Several hundred thousand people have been displaced.
BY MAGGIE TROWE
The Barack Obama administration has suffered a series of setbacks in its
plans to forge a strategic bloc with Moscow and Tehran to bring about a
cease-fire in Syria, increase coordination of military moves against
Islamic State in Iraq and Syria, and bring stability to U.S. interests
in the region. Competing national interests have fueled growing
conflicts between Iran and Saudi Arabia, Turkey and Russia, and
stepped-up war moves by Turkish President Recep Tayyip Erdogan against
Kurds in the southeastern part of the country.
Plans are increasingly uncertain for a U.N.-sponsored Jan. 25
international conference to discuss steps toward forming a coalition
government in Syria.
At the same time, Washington continues to step up bombing and other
military moves in both Syria and Iraq.
Moscow and Tehran want to keep long-time ally Syrian dictator Bashar
al-Assad in power. Washington has no viable replacement it trusts among
opponents of Assad claiming to lead Syria’s Sunni majority. Zahran
Alloush, one of the most prominent Sunni militia leaders who has fought
both Assad’s regime and Islamic State and was expected to be one of the
opposition’s delegates to the U.N. conference, was killed in airstrikes
Dec. 25 by either Damascus or Moscow.
The Al Saud monarchy in Riyadh executed 47 prisoners Jan. 2, many by
beheadings. Included among them was Sheikh Nimr al-Nimr, an imam who has
spoken out against the regime’s attacks on Shiites. The gruesome images
looked much like the brutal murders carried out by the reactionary
Islamic State in Syria.
The moves come as the regime has embarked on a radical austerity plan as
oil prices have plunged, wreaking havoc on the monarchy’s balance sheet.
Iran’s Supreme Leader Ali Khamenei called for “divine revenge” against
Riyadh. Demonstrators in Tehran sacked and set fire to the Saudi
Embassy. In response, Riyadh broke diplomatic relations with the Iranian
government. Bahrain, Sudan and the United Arab Emirates also cut back
diplomatic ties.
The Saudi regime is locked in a prolonged proxy war against pro-Iranian
forces in Yemen.
Since Turkish fighter jets shot down a Russian warplane at Turkey’s
border with Syria Nov. 24, relations between the countries’ rulers
continue to deteriorate. Russian President Vladimir Putin called the
attack a “stab in the back” committed by “accomplices of terrorists.”
Moscow imposed a series of economic sanctions against Turkey.
Turkish assault on Kurds
Erdogan vowed Dec. 31 to continue the Turkish regime’s bloody assault on
the country’s oppressed Kurdish population in the southeast region and
bragged that Turkish forces killed 3,100 fighters of the Kurdistan
Workers Party (PKK) in 2015. Ankara launched a “synchronized war on
terror” in July, ostensibly aimed at both Islamic State and the PKK, but
in fact overwhelmingly targeting the Kurds.

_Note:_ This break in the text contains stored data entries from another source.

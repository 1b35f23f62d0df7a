use crate::Direction;
use crate::Stepper;
use crate::Steps;

/// Stepper which tracks its own position.
///
/// A `PositionedStepper` executes its stepping commands by wrapping some
/// underlying [Stepper]. The position it reports is a gauge: it counts the
/// pulses that were sent, and can be re-seated without moving the motor.
pub struct PositionedStepper<S> {
    stepper: S,
    position: Steps,
}
impl<S: Stepper> PositionedStepper<S> {
    /// Creates a new positioned stepper.
    ///
    /// The new stepper has an initial position of zero.
    ///
    /// # Parameters
    ///
    /// - `stepper`: The underlying stepper to use.
    pub fn new(stepper: S) -> Self {
        Self {
            stepper,
            position: Steps::zero(),
        }
    }

    /// Sets the current position of the stepper to a given value.
    ///
    /// This DOES NOT move the stepper. It simply sets the position to the
    /// supplied value, wherever the stepper currently is.
    pub fn set_gauge_position(&mut self, position: Steps) {
        self.position = position;
    }

    /// Returns the current position of the stepper.
    pub fn get_position(&self) -> Steps {
        self.position
    }

    /// Take a step.
    ///
    /// This takes a step with the underlying stepper provided that doing so
    /// would not overflow the step count.
    ///
    /// # Returns
    ///
    /// - `Some(steps)`: if the step could successfully be taken. This returns
    ///   the new position of the stepper.
    /// - `None`: if no step could be taken without overflowing limits.
    pub fn step(&mut self, direction: Direction) -> Option<Steps> {
        let next_position = match direction {
            Direction::Negative => self.position.dec(),
            Direction::Positive => self.position.inc(),
        }?;

        self.stepper.step(direction);
        self.position = next_position;
        Some(next_position)
    }

    /// Take one step towards `target`.
    ///
    /// # Returns
    ///
    /// - `Some(steps)`: the new position, if a step was taken.
    /// - `None`: if the stepper is already at `target`, or the step would
    ///   overflow.
    pub fn step_toward(&mut self, target: Steps) -> Option<Steps> {
        let delta = (target - self.position).get_value();
        Direction::of_delta(delta).and_then(|direction| self.step(direction))
    }
}

#[cfg(test)]
mod test {
    use super::super::direction::test::direction;
    use super::*;
    use crate::TestStepper;
    use proptest::collection;
    use proptest::prelude::*;

    #[test]
    fn test_set_gauge_position() {
        let stepper = TestStepper::new(0);
        let mut pstepper = PositionedStepper::new(stepper);

        for _ in 0..10 {
            pstepper.step(Direction::Positive);
        }
        assert_eq!(10, pstepper.get_position().get_value());
        assert_eq!(10, pstepper.stepper.get_position());

        // Only the gauge moves.
        pstepper.set_gauge_position(Steps::zero());
        assert_eq!(0, pstepper.get_position().get_value());
        assert_eq!(10, pstepper.stepper.get_position());
    }

    #[test]
    fn test_step_at_limit() {
        let mut pstepper = PositionedStepper::new(TestStepper::new(0));
        pstepper.set_gauge_position(Steps::new(i32::MIN));

        assert_eq!(None, pstepper.step(Direction::Negative));
        assert_eq!(0, pstepper.stepper.get_pulses());
    }

    #[test]
    fn test_step_toward() {
        let mut pstepper = PositionedStepper::new(TestStepper::new(0));
        let target = Steps::new(-3);

        while pstepper.step_toward(target).is_some() {}

        assert_eq!(target, pstepper.get_position());
        assert_eq!(-3, pstepper.stepper.get_position());
        assert_eq!(None, pstepper.step_toward(target));
    }

    proptest! {
        #[test]
        fn test_multi_steps(
            single_steps in collection::vec(direction(), 1..64)
        ) {
            let mut pos: i32 = 0;
            let mut pstepper = PositionedStepper::new(TestStepper::new(0));
            for dir in single_steps {
                match dir {
                    Direction::Positive => { pos += 1; }
                    Direction::Negative => { pos -= 1; }
                }

                let step_result = pstepper.step(dir);

                assert_eq!(Some(Steps::new(pos)), step_result);
                assert_eq!(pos, pstepper.get_position().get_value());
                assert_eq!(pos as i128, pstepper.stepper.get_position());
            }
        }
    }

    proptest! {
        #[test]
        fn test_gauge_offset_is_preserved(
            gauge in -10_000i32..10_000,
            target in -10_000i32..10_000,
        ) {
            let mut pstepper = PositionedStepper::new(TestStepper::new(0));
            pstepper.set_gauge_position(Steps::new(gauge));

            while pstepper.step_toward(Steps::new(target)).is_some() {}

            assert_eq!(target, pstepper.get_position().get_value());
            assert_eq!(
                (target - gauge) as i128,
                pstepper.stepper.get_position()
            );
        }
    }
}
use crate::MicroSeconds;

/// Abstraction for synchronous timing delays.
pub trait Delay {
    /// Blocks for the specified time before returning.
    ///
    /// # Parameters
    ///
    /// - `duration`: How long to block.
    fn delay_us(&mut self, duration: MicroSeconds);
}

#[cfg(test)]
pub mod test {
    use super::*;
    use std::sync::{Arc, Mutex};

    /// Delay that records every request instead of blocking.
    ///
    /// Clones share the same record.
    #[derive(Clone, Default)]
    pub struct TestDelay {
        requests: Arc<Mutex<Vec<MicroSeconds>>>,
    }
    impl TestDelay {
        pub fn new() -> Self {
            Self::default()
        }

        /// Returns all delays requested so far, in order.
        pub fn requests(&self) -> Vec<MicroSeconds> {
            self.requests.lock().unwrap().clone()
        }
    }
    impl Delay for TestDelay {
        fn delay_us(&mut self, duration: MicroSeconds) {
            self.requests.lock().unwrap().push(duration);
        }
    }
}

Erdogan has sent bombers and thousands of Turkish troops with tanks to
put many Kurdish towns under siege, displacing hundreds of thousands of
civilians.
“People are dying in their own homes,” Nurettin Kurtay, a teacher in the
region’s Silopi district, told the New York Times. “Our schools and our
infrastructure has been destroyed. There is no difference between what
is going on here and next door in Iraq and Syria.”
Following World War I, the victorious imperialist rulers of France and
Britain, determined to prevent the establishment of an independent
Kurdistan as they dismantled the defeated Ottoman Empire, divided the
Kurds between Iran and the newly created countries of Turkey, Syria and
Iraq. Roughly half of the region’s 30 million Kurds live in Turkey today.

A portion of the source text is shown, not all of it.